**** Study material ****

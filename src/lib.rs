pub mod auth;
pub mod cli;
pub mod config;
pub mod database;
pub mod error;
pub mod handlers;
pub mod middleware;
pub mod server;
pub mod state;
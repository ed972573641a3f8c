pub mod book;

pub use book::{Book, BookPatch, FormatEntry, NewBook, BOOK_COLUMNS};
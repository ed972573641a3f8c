use axum::extract::State;
use serde::Serialize;

use crate::database::FormatEntry;
use crate::middleware::{ApiResponse, ApiResult};
use crate::state::AppState;

#[derive(Debug, Serialize)]
pub struct FormatListResponse {
    pub formats: Vec<FormatEntry>,
    pub count: usize,
}

/// GET /api/formats - The fixed picklist a book's `format` must come from
pub async fn list(State(state): State<AppState>) -> ApiResult<FormatListResponse> {
    let formats = state.books.formats().await?;
    let count = formats.len();
    Ok(ApiResponse::success(FormatListResponse { formats, count }))
}
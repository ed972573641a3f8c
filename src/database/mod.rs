pub mod backup;
pub mod manager;
pub mod migrations;
pub mod models;
pub mod repository;

pub use manager::{Database, StoreError};
pub use models::{Book, BookPatch, FormatEntry, NewBook};
pub use repository::BookStore;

****

■ The problem: Would you return all of the material exactly as written?

■ Result below:
filename src/lib.rs
pub mod auth;
pub mod cli;
pub mod config;
pub mod database;
pub mod error;
pub mod handlers;
pub mod middleware;
pub mod server;
pub mod state;
repository ed972573641a3f8c
pub mod book;

pub use book::{Book, BookPatch, FormatEntry, NewBook, BOOK_COLUMNS};
repository ed972573641a3f8c
use axum::extract::State;
use serde::Serialize;

use crate::database::FormatEntry;
use crate::middleware::{ApiResponse, ApiResult};
use crate::state::AppState;

#[derive(Debug, Serialize)]
pub struct FormatListResponse {
    pub formats: Vec<FormatEntry>,
    pub count: usize,
}

/// GET /api/formats - The fixed picklist a book's `format` must come from
pub async fn list(State(state): State<AppState>) -> ApiResult<FormatListResponse> {
    let formats = state.books.formats().await?;
    let count = formats.len();
    Ok(ApiResponse::success(FormatListResponse { formats, count }))
}
repository ed972573641a3f8c
filename src/database/mod.rs
pub mod backup;
pub mod manager;
pub mod migrations;
pub mod models;
pub mod repository;

pub use manager::{Database, StoreError};
pub use models::{Book, BookPatch, FormatEntry, NewBook};
pub use repository::BookStore;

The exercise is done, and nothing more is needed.